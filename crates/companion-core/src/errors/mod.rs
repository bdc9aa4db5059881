// ABOUTME: Unified error handling with standard error codes and HTTP status mapping
// ABOUTME: Defines AppError, ErrorCode, and the JSON error response envelope
//
// SPDX-License-Identifier: MIT OR Apache-2.0
// Copyright (c) 2025 Pierre Fitness Intelligence

//! # Unified Error Handling System
//!
//! Every fallible operation in the companion server returns [`AppResult`].
//! Errors carry a closed [`ErrorCode`] that determines the HTTP status and the
//! machine-readable code rendered to clients.
//!
//! The conversation core only ever produces three families of failures:
//!
//! - **not found**: [`ErrorCode::ResourceNotFound`]
//! - **upstream**: the `External*` codes (see [`AppError::is_upstream`])
//! - **storage**: [`ErrorCode::DatabaseError`]
//!
//! None of them are recovered locally; they propagate to the route layer.

#[cfg(feature = "http-response")]
mod http;

use serde::{Deserialize, Serialize};
use std::error::Error as StdError;
use std::fmt;
use thiserror::Error;

/// Standard error codes used throughout the application
#[derive(Debug, Clone, Copy, PartialEq, Eq, Hash, Serialize, Deserialize)]
pub enum ErrorCode {
    // Authentication & Authorization (1000-1999)
    /// No credentials were supplied
    #[serde(rename = "AUTH_REQUIRED")]
    AuthRequired = 1000,
    /// Credentials were supplied but are not valid
    #[serde(rename = "AUTH_INVALID")]
    AuthInvalid = 1001,
    /// Token lifetime has elapsed
    #[serde(rename = "AUTH_EXPIRED")]
    AuthExpired = 1002,
    /// Authenticated caller may not touch the resource
    #[serde(rename = "PERMISSION_DENIED")]
    PermissionDenied = 1004,

    // Validation (3000-3999)
    /// Request payload failed validation
    #[serde(rename = "INVALID_INPUT")]
    InvalidInput = 3000,
    /// A required field is absent
    #[serde(rename = "MISSING_REQUIRED_FIELD")]
    MissingRequiredField = 3001,
    /// A value could not be parsed
    #[serde(rename = "INVALID_FORMAT")]
    InvalidFormat = 3002,
    /// A numeric value is outside the accepted range
    #[serde(rename = "VALUE_OUT_OF_RANGE")]
    ValueOutOfRange = 3003,

    // Resource Management (4000-4999)
    /// Referenced entity does not exist
    #[serde(rename = "RESOURCE_NOT_FOUND")]
    ResourceNotFound = 4000,
    /// Unique constraint would be violated
    #[serde(rename = "RESOURCE_ALREADY_EXISTS")]
    ResourceAlreadyExists = 4001,

    // External Services (5000-5999)
    /// Upstream returned an error that retrying will not fix
    #[serde(rename = "EXTERNAL_SERVICE_ERROR")]
    ExternalServiceError = 5000,
    /// Upstream could not be reached or returned a transient failure
    #[serde(rename = "EXTERNAL_SERVICE_UNAVAILABLE")]
    ExternalServiceUnavailable = 5001,
    /// Upstream rejected our credentials
    #[serde(rename = "EXTERNAL_AUTH_FAILED")]
    ExternalAuthFailed = 5002,
    /// Upstream throttled the request
    #[serde(rename = "EXTERNAL_RATE_LIMITED")]
    ExternalRateLimited = 5003,
    /// Upstream did not answer within the allotted time
    #[serde(rename = "EXTERNAL_TIMEOUT")]
    ExternalTimeout = 5004,

    // Configuration (6000-6999)
    /// Generic configuration failure
    #[serde(rename = "CONFIG_ERROR")]
    ConfigError = 6000,
    /// Required configuration is absent
    #[serde(rename = "CONFIG_MISSING")]
    ConfigMissing = 6001,
    /// Configuration is present but unusable
    #[serde(rename = "CONFIG_INVALID")]
    ConfigInvalid = 6002,

    // Internal Errors (9000-9999)
    /// Unexpected internal failure
    #[serde(rename = "INTERNAL_ERROR")]
    InternalError = 9000,
    /// Persistence read or write failed
    #[serde(rename = "DATABASE_ERROR")]
    DatabaseError = 9001,
    /// Data could not be (de)serialized
    #[serde(rename = "SERIALIZATION_ERROR")]
    SerializationError = 9003,
}

impl ErrorCode {
    /// Get the HTTP status code for this error
    #[must_use]
    pub const fn http_status(self) -> u16 {
        match self {
            Self::InvalidInput
            | Self::MissingRequiredField
            | Self::InvalidFormat
            | Self::ValueOutOfRange => 400,

            Self::AuthRequired | Self::AuthInvalid | Self::AuthExpired => 401,

            Self::PermissionDenied => 403,

            Self::ResourceNotFound => 404,

            Self::ResourceAlreadyExists => 409,

            Self::ExternalServiceError | Self::ExternalServiceUnavailable => 502,

            Self::ExternalAuthFailed | Self::ExternalRateLimited => 503,

            Self::ExternalTimeout => 504,

            Self::InternalError
            | Self::DatabaseError
            | Self::SerializationError
            | Self::ConfigError
            | Self::ConfigMissing
            | Self::ConfigInvalid => 500,
        }
    }

    /// Get a user-friendly description of this error
    #[must_use]
    pub const fn description(self) -> &'static str {
        match self {
            Self::AuthRequired => "Authentication is required to access this resource",
            Self::AuthInvalid => "The provided authentication credentials are invalid",
            Self::AuthExpired => "The authentication token has expired",
            Self::PermissionDenied => "You do not have permission to perform this action",
            Self::InvalidInput => "The provided input is invalid",
            Self::MissingRequiredField => "A required field is missing from the request",
            Self::InvalidFormat => "The data format is invalid",
            Self::ValueOutOfRange => "The provided value is outside the acceptable range",
            Self::ResourceNotFound => "The requested resource was not found",
            Self::ResourceAlreadyExists => "A resource with this identifier already exists",
            Self::ExternalServiceError => "An external service encountered an error",
            Self::ExternalServiceUnavailable => "An external service is currently unavailable",
            Self::ExternalAuthFailed => "Authentication with external service failed",
            Self::ExternalRateLimited => "External service rate limit exceeded",
            Self::ExternalTimeout => "An external service did not respond in time",
            Self::ConfigError => "Configuration error encountered",
            Self::ConfigMissing => "Required configuration is missing",
            Self::ConfigInvalid => "Configuration is invalid",
            Self::InternalError => "An internal server error occurred",
            Self::DatabaseError => "Database operation failed",
            Self::SerializationError => "Data serialization/deserialization failed",
        }
    }

    /// Whether a fresh attempt against the upstream may succeed
    #[must_use]
    pub const fn is_transient(self) -> bool {
        matches!(
            self,
            Self::ExternalServiceUnavailable | Self::ExternalRateLimited | Self::ExternalTimeout
        )
    }
}

/// Unified error type for the application
#[derive(Debug, Error)]
pub struct AppError {
    /// Error code
    pub code: ErrorCode,
    /// Human-readable error message
    pub message: String,
    /// Optional request identifier for correlation
    pub request_id: Option<String>,
    /// Source error for error chaining
    #[source]
    pub source: Option<Box<dyn StdError + Send + Sync>>,
}

impl AppError {
    /// Create a new `AppError` with the given code and message
    pub fn new(code: ErrorCode, message: impl Into<String>) -> Self {
        Self {
            code,
            message: message.into(),
            request_id: None,
            source: None,
        }
    }

    /// Attach a request ID
    #[must_use]
    pub fn with_request_id(mut self, request_id: impl Into<String>) -> Self {
        self.request_id = Some(request_id.into());
        self
    }

    /// Add a source error for error chaining
    #[must_use]
    pub fn with_source(mut self, source: impl StdError + Send + Sync + 'static) -> Self {
        self.source = Some(Box::new(source));
        self
    }

    /// Get the HTTP status code for this error
    #[must_use]
    pub const fn http_status(&self) -> u16 {
        self.code.http_status()
    }

    /// True when the failure originated at the external model provider
    #[must_use]
    pub const fn is_upstream(&self) -> bool {
        matches!(
            self.code,
            ErrorCode::ExternalServiceError
                | ErrorCode::ExternalServiceUnavailable
                | ErrorCode::ExternalRateLimited
                | ErrorCode::ExternalTimeout
                | ErrorCode::ExternalAuthFailed
        )
    }

    /// True when the failure came from the persistence layer
    #[must_use]
    pub const fn is_storage(&self) -> bool {
        matches!(self.code, ErrorCode::DatabaseError)
    }
}

impl fmt::Display for AppError {
    fn fmt(&self, f: &mut fmt::Formatter<'_>) -> fmt::Result {
        write!(f, "{}: {}", self.code.description(), self.message)
    }
}

/// Result type alias for convenience
pub type AppResult<T> = Result<T, AppError>;

/// HTTP error response format
#[derive(Debug, Serialize, Deserialize)]
pub struct ErrorResponse {
    /// Error payload
    pub error: ErrorResponseDetails,
}

/// Body of an [`ErrorResponse`]
#[derive(Debug, Serialize, Deserialize)]
pub struct ErrorResponseDetails {
    /// Machine-readable code
    pub code: ErrorCode,
    /// Human-readable message
    pub message: String,
    /// Request correlation id, when known
    #[serde(skip_serializing_if = "Option::is_none")]
    pub request_id: Option<String>,
}

impl From<AppError> for ErrorResponse {
    fn from(error: AppError) -> Self {
        Self {
            error: ErrorResponseDetails {
                code: error.code,
                message: error.message,
                request_id: error.request_id,
            },
        }
    }
}

/// Convenience constructors for common errors
impl AppError {
    /// Authentication required
    #[must_use]
    pub fn auth_required() -> Self {
        Self::new(ErrorCode::AuthRequired, "Authentication required")
    }

    /// Invalid authentication
    pub fn auth_invalid(message: impl Into<String>) -> Self {
        Self::new(ErrorCode::AuthInvalid, message)
    }

    /// Authentication expired
    #[must_use]
    pub fn auth_expired() -> Self {
        Self::new(ErrorCode::AuthExpired, "Authentication token has expired")
    }

    /// Caller is authenticated but not allowed
    pub fn permission_denied(message: impl Into<String>) -> Self {
        Self::new(ErrorCode::PermissionDenied, message)
    }

    /// Resource not found
    pub fn not_found(resource: impl Into<String>) -> Self {
        Self::new(
            ErrorCode::ResourceNotFound,
            format!("{} not found", resource.into()),
        )
    }

    /// Resource already exists
    pub fn already_exists(message: impl Into<String>) -> Self {
        Self::new(ErrorCode::ResourceAlreadyExists, message)
    }

    /// Invalid input
    pub fn invalid_input(message: impl Into<String>) -> Self {
        Self::new(ErrorCode::InvalidInput, message)
    }

    /// Missing required field
    pub fn missing_field(field: impl Into<String>) -> Self {
        Self::new(
            ErrorCode::MissingRequiredField,
            format!("{} is required", field.into()),
        )
    }

    /// Internal server error
    pub fn internal(message: impl Into<String>) -> Self {
        Self::new(ErrorCode::InternalError, message)
    }

    /// Database error
    pub fn database(message: impl Into<String>) -> Self {
        Self::new(ErrorCode::DatabaseError, message)
    }

    /// Configuration error
    pub fn config(message: impl Into<String>) -> Self {
        Self::new(ErrorCode::ConfigError, message)
    }

    /// Invalid configuration
    pub fn config_invalid(message: impl Into<String>) -> Self {
        Self::new(ErrorCode::ConfigInvalid, message)
    }

    /// External service error (not retryable)
    pub fn external_service(service: impl Into<String>, message: impl Into<String>) -> Self {
        Self::new(
            ErrorCode::ExternalServiceError,
            format!("{}: {}", service.into(), message.into()),
        )
    }

    /// External service unreachable or failing transiently
    pub fn external_unavailable(service: impl Into<String>, message: impl Into<String>) -> Self {
        Self::new(
            ErrorCode::ExternalServiceUnavailable,
            format!("{}: {}", service.into(), message.into()),
        )
    }

    /// External service throttled the request
    pub fn external_rate_limited(service: impl Into<String>, message: impl Into<String>) -> Self {
        Self::new(
            ErrorCode::ExternalRateLimited,
            format!("{}: {}", service.into(), message.into()),
        )
    }

    /// External service rejected our credentials
    pub fn external_auth(service: impl Into<String>, message: impl Into<String>) -> Self {
        Self::new(
            ErrorCode::ExternalAuthFailed,
            format!("{}: {}", service.into(), message.into()),
        )
    }

    /// External service exceeded its time budget
    pub fn external_timeout(service: impl Into<String>, message: impl Into<String>) -> Self {
        Self::new(
            ErrorCode::ExternalTimeout,
            format!("{}: {}", service.into(), message.into()),
        )
    }
}

impl From<serde_json::Error> for AppError {
    fn from(error: serde_json::Error) -> Self {
        Self::new(ErrorCode::SerializationError, error.to_string()).with_source(error)
    }
}

#[cfg(feature = "database-errors")]
impl From<sqlx::Error> for AppError {
    fn from(error: sqlx::Error) -> Self {
        match error {
            sqlx::Error::RowNotFound => Self::not_found("Record"),
            other => Self::database(other.to_string()).with_source(other),
        }
    }
}

#[cfg(test)]
mod tests {
    use super::*;

    #[test]
    fn test_error_code_http_status() {
        assert_eq!(ErrorCode::AuthRequired.http_status(), 401);
        assert_eq!(ErrorCode::PermissionDenied.http_status(), 403);
        assert_eq!(ErrorCode::ResourceNotFound.http_status(), 404);
        assert_eq!(ErrorCode::ExternalServiceError.http_status(), 502);
        assert_eq!(ErrorCode::ExternalTimeout.http_status(), 504);
        assert_eq!(ErrorCode::DatabaseError.http_status(), 500);
    }

    #[test]
    fn test_upstream_classification() {
        assert!(AppError::external_timeout("model", "slow").is_upstream());
        assert!(AppError::external_service("model", "bad request").is_upstream());
        assert!(!AppError::not_found("User").is_upstream());
        assert!(AppError::database("disk full").is_storage());
    }

    #[test]
    fn test_transient_codes() {
        assert!(ErrorCode::ExternalRateLimited.is_transient());
        assert!(ErrorCode::ExternalServiceUnavailable.is_transient());
        assert!(!ErrorCode::ExternalServiceError.is_transient());
        assert!(!ErrorCode::ExternalAuthFailed.is_transient());
    }

    #[test]
    fn test_error_response_serialization() {
        let error = AppError::not_found("User").with_request_id("req-123");
        let response = ErrorResponse::from(error);

        let json = serde_json::to_string(&response).unwrap();
        assert!(json.contains("RESOURCE_NOT_FOUND"));
        assert!(json.contains("User not found"));
        assert!(json.contains("req-123"));
    }
}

What is expected: Note how many lines in the material hold the word "Deserialize", and give that number with nothing added.

Expected output: 4